/---
//! Review repository contracts and SQLite implementation.
//!
//! # Responsibility
//! - Append reviews and read them back per tasca.
//!
//! # Invariants
//! - Write paths call `Review::validate()` and require the parent tasca.
//! - Reviews for one tasca are returned newest first.

use crate::model::review::{Review, ReviewId};
use crate::model::tasca::TascaId;
use crate::repo::tasca_repo::{
    bool_to_int, ensure_connection_ready, int_to_bool, now_epoch_ms, parse_uuid, RepoError,
    RepoResult,
};
use rusqlite::{params, Connection, Row};

const REVIEW_COLUMNS: &[&str] = &[
    "id",
    "tasca_id",
    "user_nick",
    "comida",
    "ambiente",
    "preco_justo",
    "comment",
    "created_at",
    "pending_sync",
];

/// Repository interface for review storage.
pub trait ReviewRepository {
    /// Inserts one review, stamping `created_at` when absent.
    fn create_review(&self, review: &Review) -> RepoResult<ReviewId>;
    /// Lists reviews of one tasca ordered by `created_at DESC`.
    fn list_reviews_for_tasca(&self, tasca_id: TascaId) -> RepoResult<Vec<Review>>;
}

/// SQLite-backed review repository.
pub struct SqliteReviewRepository<'conn> {
    conn: &'conn Connection,
}

impl<'conn> SqliteReviewRepository<'conn> {
    /// Constructs a repository from a migrated connection.
    pub fn try_new(conn: &'conn Connection) -> RepoResult<Self> {
        ensure_connection_ready(conn, "reviews", REVIEW_COLUMNS)?;
        Ok(Self { conn })
    }
}

impl ReviewRepository for SqliteReviewRepository<'_> {
    fn create_review(&self, review: &Review) -> RepoResult<ReviewId> {
        review.validate()?;

        let tasca_id = review.tasca_id.to_string();
        if !tasca_exists(self.conn, &tasca_id)? {
            return Err(RepoError::NotFound(review.tasca_id));
        }

        self.conn.execute(
            "INSERT INTO reviews (
                id,
                tasca_id,
                user_nick,
                comida,
                ambiente,
                preco_justo,
                comment,
                created_at,
                pending_sync
            ) VALUES (?1, ?2, ?3, ?4, ?5, ?6, ?7, ?8, ?9);",
            params![
                review.id.to_string(),
                tasca_id,
                review.user_nick.as_str(),
                review.comida,
                review.ambiente,
                review.preco_justo,
                review.comment.as_str(),
                review.created_at.unwrap_or_else(now_epoch_ms),
                bool_to_int(review.pending_sync),
            ],
        )?;

        Ok(review.id)
    }

    fn list_reviews_for_tasca(&self, tasca_id: TascaId) -> RepoResult<Vec<Review>> {
        let mut stmt = self.conn.prepare(
            "SELECT
                id,
                tasca_id,
                user_nick,
                comida,
                ambiente,
                preco_justo,
                comment,
                created_at,
                pending_sync
             FROM reviews
             WHERE tasca_id = ?1
             ORDER BY created_at DESC, rowid DESC;",
        )?;
        let mut rows = stmt.query([tasca_id.to_string()])?;
        let mut reviews = Vec::new();
        while let Some(row) = rows.next()? {
            reviews.push(parse_review_row(row)?);
        }
        Ok(reviews)
    }
}

fn parse_review_row(row: &Row<'_>) -> RepoResult<Review> {
    let id_text: String = row.get("id")?;
    let tasca_text: String = row.get("tasca_id")?;

    Ok(Review {
        id: parse_uuid(&id_text, "reviews.id")?,
        tasca_id: parse_uuid(&tasca_text, "reviews.tasca_id")?,
        user_nick: row.get("user_nick")?,
        comida: row.get("comida")?,
        ambiente: row.get("ambiente")?,
        preco_justo: row.get("preco_justo")?,
        comment: row.get("comment")?,
        created_at: Some(row.get("created_at")?),
        pending_sync: int_to_bool(row.get("pending_sync")?, "reviews.pending_sync")?,
    })
}

fn tasca_exists(conn: &Connection, tasca_id: &str) -> RepoResult<bool> {
    let exists: i64 = conn.query_row(
        "SELECT EXISTS(SELECT 1 FROM tascas WHERE id = ?1);",
        [tasca_id],
        |row| row.get(0),
    )?;
    Ok(exists == 1)
}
\---
[Exercise goal]:
A word-for-word restatement of the lines running from the one with "Ok(reviews)" to the last line of the records is the whole answer.

[Exercise solution]:
        Ok(reviews)
    }
}

fn parse_review_row(row: &Row<'_>) -> RepoResult<Review> {
    let id_text: String = row.get("id")?;
    let tasca_text: String = row.get("tasca_id")?;

    Ok(Review {
        id: parse_uuid(&id_text, "reviews.id")?,
        tasca_id: parse_uuid(&tasca_text, "reviews.tasca_id")?,
        user_nick: row.get("user_nick")?,
        comida: row.get("comida")?,
        ambiente: row.get("ambiente")?,
        preco_justo: row.get("preco_justo")?,
        comment: row.get("comment")?,
        created_at: Some(row.get("created_at")?),
        pending_sync: int_to_bool(row.get("pending_sync")?, "reviews.pending_sync")?,
    })
}

fn tasca_exists(conn: &Connection, tasca_id: &str) -> RepoResult<bool> {
    let exists: i64 = conn.query_row(
        "SELECT EXISTS(SELECT 1 FROM tascas WHERE id = ?1);",
        [tasca_id],
        |row| row.get(0),
    )?;
    Ok(exists == 1)
}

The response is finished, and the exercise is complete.